1) Loggerhead (Caretta caretta)
2) Kemp’s Ridley (Lepidochelys kempi) 
3) Olive Ridley (Lepidochelys olivacea)
4) Leatherback (Dermochelys coriacea)
5) Hawksbill (Eretmochelys imbricata)
6) Flatback (Natador depressa) 
7) Green (Chelonia Mydas) which is sometimes divided into two species,
a. Green
b. Pacific Green, also known as Black (Chelonia agassizii)

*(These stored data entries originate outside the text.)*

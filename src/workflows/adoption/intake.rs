use crate::workflows::adoption::domain::{
    AdoptionRule, Commitment, Step1Snapshot, Step2Snapshot, Step3Snapshot,
};

/// Validation errors raised by the intake guard. Messages are user-facing and
/// match the language of the adoption forms.
#[derive(Debug, thiserror::Error, PartialEq, Eq)]
pub enum IntakeViolation {
    #[error("Debes verificar tu teléfono para continuar.")]
    PhoneUnverified,
    #[error("Falta adjuntar/confirmar: {document}.")]
    MissingDocument { document: String },
    #[error("El nombre debe tener al menos {min} caracteres.")]
    NameTooShort { min: usize },
    #[error("Correo electrónico inválido.")]
    InvalidEmail,
    #[error("El teléfono debe tener entre {min} y {max} caracteres.")]
    InvalidPhone { min: usize, max: usize },
    #[error("Horas fuera de casa por semana fuera de rango (0-{max}).")]
    HoursAwayOutOfRange { max: u16 },
    #[error("Horas solo por día fuera de rango (0-{max}).")]
    HoursAloneOutOfRange { max: u8 },
    #[error("La motivación excede el máximo de {max} caracteres.")]
    MotivationTooLong { max: usize },
    #[error("Se requiere el compromiso: {commitment}.")]
    MissingCommitment { commitment: &'static str },
    #[error("Se requiere el consentimiento de la familia.")]
    MissingFamilyConsent,
}

const MIN_NAME_CHARS: usize = 3;
const MIN_PHONE_CHARS: usize = 8;
const MAX_PHONE_CHARS: usize = 20;
const MAX_HOURS_AWAY_PER_WEEK: u16 = 168;
const MAX_HOURS_ALONE_PER_DAY: u8 = 24;
const MAX_MOTIVATION_CHARS: usize = 5000;

/// Schema-level validation applied to each step before it is persisted.
/// Structurally invalid submissions never reach the evaluation engine; the
/// guard carries no state and applies the same checks to every applicant.
#[derive(Debug, Clone, Copy, Default)]
pub struct IntakeGuard;

impl IntakeGuard {
    /// Step 1: identity, a verified phone, and every document the rule
    /// requires confirmed by the applicant.
    pub fn check_step1(
        &self,
        rule: Option<&AdoptionRule>,
        step1: &Step1Snapshot,
    ) -> Result<(), IntakeViolation> {
        if step1.name.trim().chars().count() < MIN_NAME_CHARS {
            return Err(IntakeViolation::NameTooShort {
                min: MIN_NAME_CHARS,
            });
        }

        let email = step1.email.trim();
        if !email.contains('@') || email.starts_with('@') || email.ends_with('@') {
            return Err(IntakeViolation::InvalidEmail);
        }

        let phone_len = step1.phone.trim().chars().count();
        if !(MIN_PHONE_CHARS..=MAX_PHONE_CHARS).contains(&phone_len) {
            return Err(IntakeViolation::InvalidPhone {
                min: MIN_PHONE_CHARS,
                max: MAX_PHONE_CHARS,
            });
        }

        if !step1.phone_verified {
            return Err(IntakeViolation::PhoneUnverified);
        }

        if let Some(rule) = rule {
            for document in &rule.required_documents {
                if !step1.docs_confirmed.get(document).copied().unwrap_or(false) {
                    return Err(IntakeViolation::MissingDocument {
                        document: document.clone(),
                    });
                }
            }
        }

        Ok(())
    }

    /// Step 2: range checks over the living-situation answers.
    pub fn check_step2(&self, step2: &Step2Snapshot) -> Result<(), IntakeViolation> {
        if step2.hours_away_per_week > MAX_HOURS_AWAY_PER_WEEK {
            return Err(IntakeViolation::HoursAwayOutOfRange {
                max: MAX_HOURS_AWAY_PER_WEEK,
            });
        }

        if let Some(alone) = step2.hours_alone_per_day {
            if alone > MAX_HOURS_ALONE_PER_DAY {
                return Err(IntakeViolation::HoursAloneOutOfRange {
                    max: MAX_HOURS_ALONE_PER_DAY,
                });
            }
        }

        if step2.motivation.chars().count() > MAX_MOTIVATION_CHARS {
            return Err(IntakeViolation::MotivationTooLong {
                max: MAX_MOTIVATION_CHARS,
            });
        }

        Ok(())
    }

    /// Step 3: commitments the rule marks as mandatory must be granted to
    /// submit at all, and required family consent must be explicit.
    pub fn check_step3(
        &self,
        rule: Option<&AdoptionRule>,
        step3: &Step3Snapshot,
    ) -> Result<(), IntakeViolation> {
        let Some(rule) = rule else {
            return Ok(());
        };

        for commitment in &rule.require_commits {
            let granted = match commitment {
                Commitment::Sterilization => step3.commit_sterilization,
                Commitment::Vaccines => step3.commit_vaccines,
                Commitment::AcceptContract => step3.accept_contract,
            };
            if !granted {
                return Err(IntakeViolation::MissingCommitment {
                    commitment: commitment.label(),
                });
            }
        }

        if rule.require_family_consent == Some(true) && step3.family_agrees != Some(true) {
            return Err(IntakeViolation::MissingFamilyConsent);
        }

        Ok(())
    }
}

Although all of these species are distinct in their anatomy, physiology, diet, and behavior, these giant reptiles all share several characteristics.

Sea Turtles:
· May live to be 100 years old. Turtles are the oldest living vertebrate animals.
· Do not have teeth, but have powerful jaws with sharp edges like birds.
· Have been on Earth for 150 to 200 million years, which is before the time of dinosaurs.
· Are adapted to living in the marine environment by having flippers instead of legs and a streamlined body shape. They are fast and graceful in the water, but slow and clumsy on land.
· Must breathe air like all reptiles (and humans), but can hold their breath for long periods of time and can dive very deep.
· Are the largest reptiles in the world by weight. A giant leatherback that washed up along the Coast of Wales weighed over 2000 pounds and measured 9˝ feet from head to tail. The Ridleys are about two to three feet long and weigh up to 100 pounds.
· Migrate thousands of miles in the course of a year, moving between nesting and feeding grounds. An Olive Ridley tagged in Suriname, South America, traveled 1900 miles against the prevailing current in 23 days.
· Nest singly (most species), but the Ridley species have a unique mass-nesting strategy called the “arribada” which is Spanish for arrival. Anywhere from 500 to 300,000 female Ridleys will go up on the beach within a couple of days of each other to lay their eggs. This makes it impossible for a natural predator to take all of the eggs and increases the odds of hatchling survival.
· Have temperature-dependent gender determination. The hatchling will be male if the eggs incubate at a cool temperature or female if the eggs incubate at a warm temperature.

Female Sea Turtles:
· May take 20 to 50 years to reach sexual maturity, but return to the very same beach where they were born to lay their eggs.
· Spend virtually their entire lives at sea, mate offshore, and return to only land to lay their eggs.
· Carefully dig a deep hole for a nest and lay up to 180 eggs at a time on sandy beaches. The eggs must be on land, so the embryos can breathe air through the eggshell.
· Provide no maternal care to the eggs once they are laid and buried. The nest site is camouflaged to protect the eggs from predators.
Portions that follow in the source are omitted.